_Task description_
The lines wanted are those in the data below that include "Modifier".

-- Provided data follows --

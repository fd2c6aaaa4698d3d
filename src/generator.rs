//! Synthetic temperature sampling.
//!
//! - [`Clock`]: where "now" comes from ([`SystemClock`] or [`ManualClock`])
//! - [`SampleSource`]: the seam the scheduler pulls one tick of readings from
//! - [`SampleGenerator`]: uniform random values per channel profile
//!
//! Both the random source and the clock are injectable so runs can be
//! reproduced exactly in tests.

use std::sync::atomic::{AtomicI64, Ordering};
use std::sync::Arc;

use chrono::{DateTime, Duration, Local, NaiveDateTime, SubsecRound};
use rand::rngs::StdRng;
use rand::{Rng, SeedableRng};

use crate::channel::Channel;
use crate::config::{ChannelProfile, Config};
use crate::reading::Reading;

/// Source of wall-clock time for reading timestamps.
pub trait Clock: Send + Sync {
    /// Returns the current local date-time.
    fn now(&self) -> NaiveDateTime;
}

/// Local wall clock.
#[derive(Debug, Clone, Copy, Default)]
pub struct SystemClock;

impl Clock for SystemClock {
    fn now(&self) -> NaiveDateTime {
        Local::now().naive_local()
    }
}

/// Settable clock; clones share the same time.
#[derive(Debug, Clone)]
pub struct ManualClock {
    secs: Arc<AtomicI64>,
}

impl ManualClock {
    /// Creates a clock frozen at `start` (sub-second part dropped).
    #[must_use]
    pub fn new(start: NaiveDateTime) -> Self {
        Self {
            secs: Arc::new(AtomicI64::new(start.and_utc().timestamp())),
        }
    }

    /// Moves the clock to `time`.
    pub fn set(&self, time: NaiveDateTime) {
        self.secs.store(time.and_utc().timestamp(), Ordering::SeqCst);
    }

    /// Moves the clock forward by `secs` seconds.
    pub fn advance_secs(&self, secs: i64) {
        self.secs.fetch_add(secs, Ordering::SeqCst);
    }
}

impl Clock for ManualClock {
    fn now(&self) -> NaiveDateTime {
        DateTime::from_timestamp(self.secs.load(Ordering::SeqCst), 0)
            .map(|dt| dt.naive_utc())
            .unwrap_or_default()
    }
}

/// One reading per channel, all taken at the same clock instant.
#[derive(Debug, Clone, Copy, PartialEq)]
pub struct TickSample {
    /// Daytime reading.
    pub day: Reading,
    /// Night-time reading.
    pub night: Reading,
}

impl TickSample {
    /// Returns the reading for a channel.
    #[must_use]
    pub fn get(&self, channel: Channel) -> Reading {
        match channel {
            Channel::Day => self.day,
            Channel::Night => self.night,
        }
    }
}

/// Producer of readings for the refresh scheduler.
///
/// Implementations must not fail: a tick always yields a full sample.
pub trait SampleSource {
    /// Produces one reading per channel for the current tick.
    fn sample_tick(&mut self) -> TickSample;
}

/// Uniform random generator over per-channel value ranges.
#[derive(Debug, Clone)]
pub struct SampleGenerator<R = StdRng, C = SystemClock> {
    rng: R,
    clock: C,
    day: ChannelProfile,
    night: ChannelProfile,
}

impl SampleGenerator<StdRng, SystemClock> {
    /// Generator seeded from OS entropy, using the wall clock.
    #[must_use]
    pub fn from_config(config: &Config) -> Self {
        Self::new(StdRng::from_entropy(), SystemClock, config)
    }

    /// Generator with a fixed seed, using the wall clock.
    #[must_use]
    pub fn seeded(config: &Config, seed: u64) -> Self {
        Self::new(StdRng::seed_from_u64(seed), SystemClock, config)
    }
}

impl<R: Rng, C: Clock> SampleGenerator<R, C> {
    /// Creates a generator with the configured channel profiles.
    #[must_use]
    pub fn new(rng: R, clock: C, config: &Config) -> Self {
        Self {
            rng,
            clock,
            day: config.profile(Channel::Day),
            night: config.profile(Channel::Night),
        }
    }

    /// Generates a reading for `channel` at the clock's current time.
    pub fn generate(&mut self, channel: Channel) -> Reading {
        let now = self.clock.now();
        self.generate_at(channel, now)
    }

    /// Generates a reading for `channel` as of `now`.
    ///
    /// The value is uniform over the channel range, rounded to one decimal.
    /// The timestamp is `now` truncated to the second, shifted by the
    /// channel's hour offset.
    ///
    /// Profiles that never passed [`Config::validate`] still produce a
    /// reading: a range too wide to sample yields its lower bound, and an
    /// offset outside chrono's range leaves the timestamp unshifted.
    pub fn generate_at(&mut self, channel: Channel, now: NaiveDateTime) -> Reading {
        let profile = match channel {
            Channel::Day => self.day,
            Channel::Night => self.night,
        };
        let (lo, hi) = if profile.min <= profile.max {
            (profile.min, profile.max)
        } else {
            (profile.max, profile.min)
        };

        let value = if lo < hi && (hi - lo).is_finite() {
            round_tenths(self.rng.gen_range(lo..=hi)).clamp(lo, hi)
        } else {
            lo
        };

        let now = now.trunc_subsecs(0);
        let timestamp = Duration::try_hours(profile.offset_hours)
            .and_then(|offset| now.checked_add_signed(offset))
            .unwrap_or(now);

        Reading::new(value, timestamp)
    }

    /// Generates both channels from a single clock read.
    pub fn generate_tick(&mut self) -> TickSample {
        let now = self.clock.now();
        TickSample {
            day: self.generate_at(Channel::Day, now),
            night: self.generate_at(Channel::Night, now),
        }
    }
}

impl<R: Rng, C: Clock> SampleSource for SampleGenerator<R, C> {
    fn sample_tick(&mut self) -> TickSample {
        self.generate_tick()
    }
}

fn round_tenths(value: f64) -> f64 {
    (value * 10.0).round() / 10.0
}

#[cfg(test)]
mod tests {
    use super::*;
    use chrono::NaiveDate;

    fn start() -> NaiveDateTime {
        NaiveDate::from_ymd_opt(2024, 7, 1)
            .unwrap()
            .and_hms_milli_opt(14, 0, 5, 750)
            .unwrap()
    }

    fn generator(seed: u64) -> SampleGenerator<StdRng, ManualClock> {
        SampleGenerator::new(
            StdRng::seed_from_u64(seed),
            ManualClock::new(start()),
            &Config::default(),
        )
    }

    #[test]
    fn test_values_stay_in_channel_ranges() {
        let mut gen = generator(7);

        for _ in 0..500 {
            let tick = gen.generate_tick();
            assert!((104.0..=113.0).contains(&tick.day.value()), "day {}", tick.day.value());
            assert!((77.0..=86.0).contains(&tick.night.value()), "night {}", tick.night.value());
        }
    }

    #[test]
    fn test_values_have_one_decimal() {
        let mut gen = generator(11);

        for _ in 0..100 {
            let v = gen.generate(Channel::Day).value();
            assert!(((v * 10.0).round() - v * 10.0).abs() < 1e-6, "{v} not rounded");
        }
    }

    #[test]
    fn test_night_is_twelve_hours_behind_day() {
        let mut gen = generator(3);
        let tick = gen.generate_tick();

        assert_eq!(tick.day.timestamp() - tick.night.timestamp(), Duration::hours(12));
        assert_eq!(tick.day.timestamp_text(), "2024-07-01 14:00:05");
        assert_eq!(tick.night.timestamp_text(), "2024-07-01 02:00:05");
    }

    #[test]
    fn test_same_seed_reproduces_values() {
        let mut a = generator(42);
        let mut b = generator(42);

        for _ in 0..20 {
            assert_eq!(a.generate_tick(), b.generate_tick());
        }
    }

    #[test]
    fn test_degenerate_range_yields_bound() {
        let mut config = Config::default();
        config.channels.day.min = 100.0;
        config.channels.day.max = 100.0;
        let mut gen = SampleGenerator::new(StdRng::seed_from_u64(1), ManualClock::new(start()), &config);

        assert_eq!(gen.generate(Channel::Day).value(), 100.0);
    }

    #[test]
    fn test_reversed_range_does_not_panic() {
        let mut config = Config::default();
        config.channels.day.min = 113.0;
        config.channels.day.max = 104.0;
        let mut gen = SampleGenerator::new(StdRng::seed_from_u64(1), ManualClock::new(start()), &config);

        let v = gen.generate(Channel::Day).value();
        assert!((104.0..=113.0).contains(&v));
    }

    #[test]
    fn test_unsampleable_range_yields_lower_bound() {
        let mut config = Config::default();
        config.channels.day.min = -1.0e308;
        config.channels.day.max = 1.0e308;
        let mut gen = SampleGenerator::new(StdRng::seed_from_u64(1), ManualClock::new(start()), &config);

        assert_eq!(gen.generate(Channel::Day).value(), -1.0e308);
    }

    #[test]
    fn test_out_of_range_offset_leaves_timestamp_unshifted() {
        let mut config = Config::default();
        config.channels.night.offset_hours = 9_000_000_000_000_000;
        let mut gen = SampleGenerator::new(StdRng::seed_from_u64(1), ManualClock::new(start()), &config);

        let tick = gen.generate_tick();
        assert_eq!(tick.night.timestamp(), tick.day.timestamp());
        assert_eq!(tick.night.timestamp_text(), "2024-07-01 14:00:05");
    }

    #[test]
    fn test_manual_clock_advance_is_shared() {
        let clock = ManualClock::new(start());
        let handle = clock.clone();

        handle.advance_secs(3);
        assert_eq!(clock.now(), start().trunc_subsecs(0) + Duration::seconds(3));
    }

    #[test]
    fn test_tick_sample_get() {
        let mut gen = generator(5);
        let tick = gen.sample_tick();

        assert_eq!(tick.get(Channel::Day), tick.day);
        assert_eq!(tick.get(Channel::Night), tick.night);
    }
}
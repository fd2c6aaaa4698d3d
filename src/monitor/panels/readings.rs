//! "Most Recent Readings" table.

use ratatui::buffer::Buffer;
use ratatui::layout::{Constraint, Rect};
use ratatui::style::{Modifier, Style};
use ratatui::widgets::{Block, Borders, Row, Table, Widget};

use crate::monitor::theme::Theme;
use crate::snapshot::ReadingTable;
use crate::trend::TrendResult;

/// History table, oldest row first; adds the fitted column when a trend
/// exists.
#[derive(Debug, Clone)]
pub struct ReadingsTable<'a> {
    table: &'a ReadingTable,
    trend: Option<&'a TrendResult>,
    theme: &'a Theme,
}

impl<'a> ReadingsTable<'a> {
    /// Creates the table widget.
    #[must_use]
    pub fn new(table: &'a ReadingTable, trend: Option<&'a TrendResult>, theme: &'a Theme) -> Self {
        Self { table, trend, theme }
    }

    /// Header labels for the current data.
    #[must_use]
    pub fn headers(&self) -> Vec<&'static str> {
        let mut headers = ReadingTable::COLUMNS.to_vec();
        if self.trend.is_some() {
            headers.push(ReadingTable::FIT_COLUMN);
        }
        headers
    }

    /// Formatted cell text, row by row.
    #[must_use]
    pub fn cells(&self) -> Vec<Vec<String>> {
        match self.trend {
            Some(trend) => self
                .table
                .with_fitted(trend)
                .into_iter()
                .map(|row| {
                    vec![
                        format!("{:.1}", row.reading.value()),
                        row.reading.timestamp_text(),
                        format!("{:.2}", row.best_fit),
                    ]
                })
                .collect(),
            None => self
                .table
                .rows()
                .iter()
                .map(|r| vec![format!("{:.1}", r.value()), r.timestamp_text()])
                .collect(),
        }
    }
}

impl Widget for ReadingsTable<'_> {
    fn render(self, area: Rect, buf: &mut Buffer) {
        let header = Row::new(self.headers()).style(
            Style::default()
                .fg(self.theme.accent())
                .add_modifier(Modifier::BOLD),
        );
        let rows = self
            .cells()
            .into_iter()
            .map(|cells| Row::new(cells).style(Style::default().fg(self.theme.fg())));

        let widths = [
            Constraint::Length(10),
            Constraint::Length(21),
            Constraint::Length(15),
        ];

        Table::new(rows, widths)
            .header(header)
            .block(
                Block::default()
                    .title(" Most Recent Readings ")
                    .borders(Borders::ALL)
                    .border_style(Style::default().fg(self.theme.accent())),
            )
            .render(area, buf);
    }
}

-- Provided data concluded --

_Reply_
use ratatui::style::{Modifier, Style};
                .add_modifier(Modifier::BOLD),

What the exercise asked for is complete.